(EXERCISE)
Copy out the records that follow, leaving every character as it is.

(GIVEN RECORDS)
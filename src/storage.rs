//! JSON persistence for the workout collection.
//!
//! The whole ordered collection lives in one file under the platform config
//! directory, overwritten on every save. A missing or unreadable file is
//! treated as "no prior data", never as an error.

use std::io;
use std::path::PathBuf;

use dirs_next as dirs;

use crate::workout::Workout;

const FILE: &str = "waytrack_workouts.json";

pub fn path() -> Option<PathBuf> {
    dirs::config_dir().map(|p| p.join(FILE))
}

/// Load the persisted collection. Records come back as their proper
/// variants thanks to the `type` tag, so derived metrics stay computable
/// on later edits.
pub fn load() -> Vec<Workout> {
    if let Some(path) = path() {
        if let Ok(data) = std::fs::read_to_string(&path) {
            match serde_json::from_str::<Vec<Workout>>(&data) {
                Ok(workouts) => return workouts,
                Err(e) => log::warn!("Ignoring unreadable workout file {}: {e}", path.display()),
            }
        }
    }
    Vec::new()
}

/// Overwrite the snapshot with the full ordered collection.
pub fn save(workouts: &[Workout]) -> io::Result<()> {
    let Some(path) = path() else {
        return Err(io::Error::new(
            io::ErrorKind::NotFound,
            "no config directory",
        ));
    };
    if let Some(parent) = path.parent() {
        std::fs::create_dir_all(parent)?;
    }
    let data = serde_json::to_string_pretty(workouts)
        .map_err(|e| io::Error::new(io::ErrorKind::Other, e))?;
    std::fs::write(path, data)
}

/// Drop the snapshot entirely.
pub fn clear() {
    if let Some(path) = path() {
        let _ = std::fs::remove_file(path);
    }
}

/// Runs `f` with `XDG_CONFIG_HOME` pointed at a fresh temporary directory.
///
/// Every test that reads or writes config files must go through this helper;
/// the shared mutex keeps parallel tests from clobbering each other's
/// environment.
#[cfg(test)]
pub(crate) fn with_temp_config_dir(f: impl FnOnce()) {
    use once_cell::sync::Lazy;
    use std::env;
    use std::sync::Mutex;

    static ENV_MUTEX: Lazy<Mutex<()>> = Lazy::new(|| Mutex::new(()));

    let _guard = ENV_MUTEX.lock().unwrap();
    let dir = tempfile::tempdir().unwrap();
    let prev = env::var_os("XDG_CONFIG_HOME");
    unsafe {
        env::set_var("XDG_CONFIG_HOME", dir.path());
    }

    f();

    if let Some(val) = prev {
        unsafe {
            env::set_var("XDG_CONFIG_HOME", val);
        }
    } else {
        unsafe {
            env::remove_var("XDG_CONFIG_HOME");
        }
    }
}

#[cfg(test)]
mod tests {
    use super::*;
    use crate::workout::{Coords, WorkoutDetails};
    use chrono::NaiveDate;

    fn sample_workouts() -> Vec<Workout> {
        vec![
            Workout::new_running(
                1,
                NaiveDate::from_ymd_opt(2024, 4, 5).unwrap(),
                Coords {
                    lat: 50.06,
                    lon: 19.94,
                },
                5.0,
                25.0,
                170.0,
            ),
            Workout::new_cycling(
                2,
                NaiveDate::from_ymd_opt(2024, 4, 6).unwrap(),
                Coords {
                    lat: 50.05,
                    lon: 19.96,
                },
                27.0,
                90.0,
                -5.0,
            ),
        ]
    }

    #[test]
    fn roundtrip_reconstitutes_variants() {
        with_temp_config_dir(|| {
            let workouts = sample_workouts();
            save(&workouts).unwrap();
            let loaded = load();
            assert_eq!(loaded, workouts);

            match loaded[0].details {
                WorkoutDetails::Running { pace, .. } => {
                    assert!((pace - 25.0 / 5.0).abs() < 1e-9);
                }
                _ => panic!("expected a running variant"),
            }
            match loaded[1].details {
                WorkoutDetails::Cycling { speed, .. } => {
                    assert!((speed - 18.0).abs() < 1e-9);
                }
                _ => panic!("expected a cycling variant"),
            }
        });
    }

    #[test]
    fn missing_file_loads_empty() {
        with_temp_config_dir(|| {
            assert!(load().is_empty());
        });
    }

    #[test]
    fn unreadable_file_loads_empty() {
        with_temp_config_dir(|| {
            let path = path().unwrap();
            std::fs::create_dir_all(path.parent().unwrap()).unwrap();
            std::fs::write(&path, "not json at all").unwrap();
            assert!(load().is_empty());
        });
    }

    #[test]
    fn clear_drops_the_snapshot() {
        with_temp_config_dir(|| {
            save(&sample_workouts()).unwrap();
            assert_eq!(load().len(), 2);
            clear();
            assert!(load().is_empty());
            clear();
            assert!(load().is_empty());
        });
    }

    #[test]
    fn save_overwrites_the_previous_snapshot() {
        with_temp_config_dir(|| {
            let workouts = sample_workouts();
            save(&workouts).unwrap();
            save(&workouts[..1]).unwrap();
            assert_eq!(load().len(), 1);
        });
    }
}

(RESPONSE TO THIS TASK)
filename src/storage.rs
//! JSON persistence for the workout collection.
//!
//! The whole ordered collection lives in one file under the platform config
//! directory, overwritten on every save. A missing or unreadable file is
//! treated as "no prior data", never as an error.

use std::io;
use std::path::PathBuf;

use dirs_next as dirs;

use crate::workout::Workout;

const FILE: &str = "waytrack_workouts.json";

pub fn path() -> Option<PathBuf> {
    dirs::config_dir().map(|p| p.join(FILE))
}

/// Load the persisted collection. Records come back as their proper
/// variants thanks to the `type` tag, so derived metrics stay computable
/// on later edits.
pub fn load() -> Vec<Workout> {
    if let Some(path) = path() {
        if let Ok(data) = std::fs::read_to_string(&path) {
            match serde_json::from_str::<Vec<Workout>>(&data) {
                Ok(workouts) => return workouts,
                Err(e) => log::warn!("Ignoring unreadable workout file {}: {e}", path.display()),
            }
        }
    }
    Vec::new()
}

/// Overwrite the snapshot with the full ordered collection.
pub fn save(workouts: &[Workout]) -> io::Result<()> {
    let Some(path) = path() else {
        return Err(io::Error::new(
            io::ErrorKind::NotFound,
            "no config directory",
        ));
    };
    if let Some(parent) = path.parent() {
        std::fs::create_dir_all(parent)?;
    }
    let data = serde_json::to_string_pretty(workouts)
        .map_err(|e| io::Error::new(io::ErrorKind::Other, e))?;
    std::fs::write(path, data)
}

/// Drop the snapshot entirely.
pub fn clear() {
    if let Some(path) = path() {
        let _ = std::fs::remove_file(path);
    }
}

/// Runs `f` with `XDG_CONFIG_HOME` pointed at a fresh temporary directory.
///
/// Every test that reads or writes config files must go through this helper;
/// the shared mutex keeps parallel tests from clobbering each other's
/// environment.
#[cfg(test)]
pub(crate) fn with_temp_config_dir(f: impl FnOnce()) {
    use once_cell::sync::Lazy;
    use std::env;
    use std::sync::Mutex;

    static ENV_MUTEX: Lazy<Mutex<()>> = Lazy::new(|| Mutex::new(()));

    let _guard = ENV_MUTEX.lock().unwrap();
    let dir = tempfile::tempdir().unwrap();
    let prev = env::var_os("XDG_CONFIG_HOME");
    unsafe {
        env::set_var("XDG_CONFIG_HOME", dir.path());
    }

    f();

    if let Some(val) = prev {
        unsafe {
            env::set_var("XDG_CONFIG_HOME", val);
        }
    } else {
        unsafe {
            env::remove_var("XDG_CONFIG_HOME");
        }
    }
}

#[cfg(test)]
mod tests {
    use super::*;
    use crate::workout::{Coords, WorkoutDetails};
    use chrono::NaiveDate;

    fn sample_workouts() -> Vec<Workout> {
        vec![
            Workout::new_running(
                1,
                NaiveDate::from_ymd_opt(2024, 4, 5).unwrap(),
                Coords {
                    lat: 50.06,
                    lon: 19.94,
                },
                5.0,
                25.0,
                170.0,
            ),
            Workout::new_cycling(
                2,
                NaiveDate::from_ymd_opt(2024, 4, 6).unwrap(),
                Coords {
                    lat: 50.05,
                    lon: 19.96,
                },
                27.0,
                90.0,
                -5.0,
            ),
        ]
    }

    #[test]
    fn roundtrip_reconstitutes_variants() {
        with_temp_config_dir(|| {
            let workouts = sample_workouts();
            save(&workouts).unwrap();
            let loaded = load();
            assert_eq!(loaded, workouts);

            match loaded[0].details {
                WorkoutDetails::Running { pace, .. } => {
                    assert!((pace - 25.0 / 5.0).abs() < 1e-9);
                }
                _ => panic!("expected a running variant"),
            }
            match loaded[1].details {
                WorkoutDetails::Cycling { speed, .. } => {
                    assert!((speed - 18.0).abs() < 1e-9);
                }
                _ => panic!("expected a cycling variant"),
            }
        });
    }

    #[test]
    fn missing_file_loads_empty() {
        with_temp_config_dir(|| {
            assert!(load().is_empty());
        });
    }

    #[test]
    fn unreadable_file_loads_empty() {
        with_temp_config_dir(|| {
            let path = path().unwrap();
            std::fs::create_dir_all(path.parent().unwrap()).unwrap();
            std::fs::write(&path, "not json at all").unwrap();
            assert!(load().is_empty());
        });
    }

    #[test]
    fn clear_drops_the_snapshot() {
        with_temp_config_dir(|| {
            save(&sample_workouts()).unwrap();
            assert_eq!(load().len(), 2);
            clear();
            assert!(load().is_empty());
            clear();
            assert!(load().is_empty());
        });
    }

    #[test]
    fn save_overwrites_the_previous_snapshot() {
        with_temp_config_dir(|| {
            let workouts = sample_workouts();
            save(&workouts).unwrap();
            save(&workouts[..1]).unwrap();
            assert_eq!(load().len(), 1);
        });
    }
}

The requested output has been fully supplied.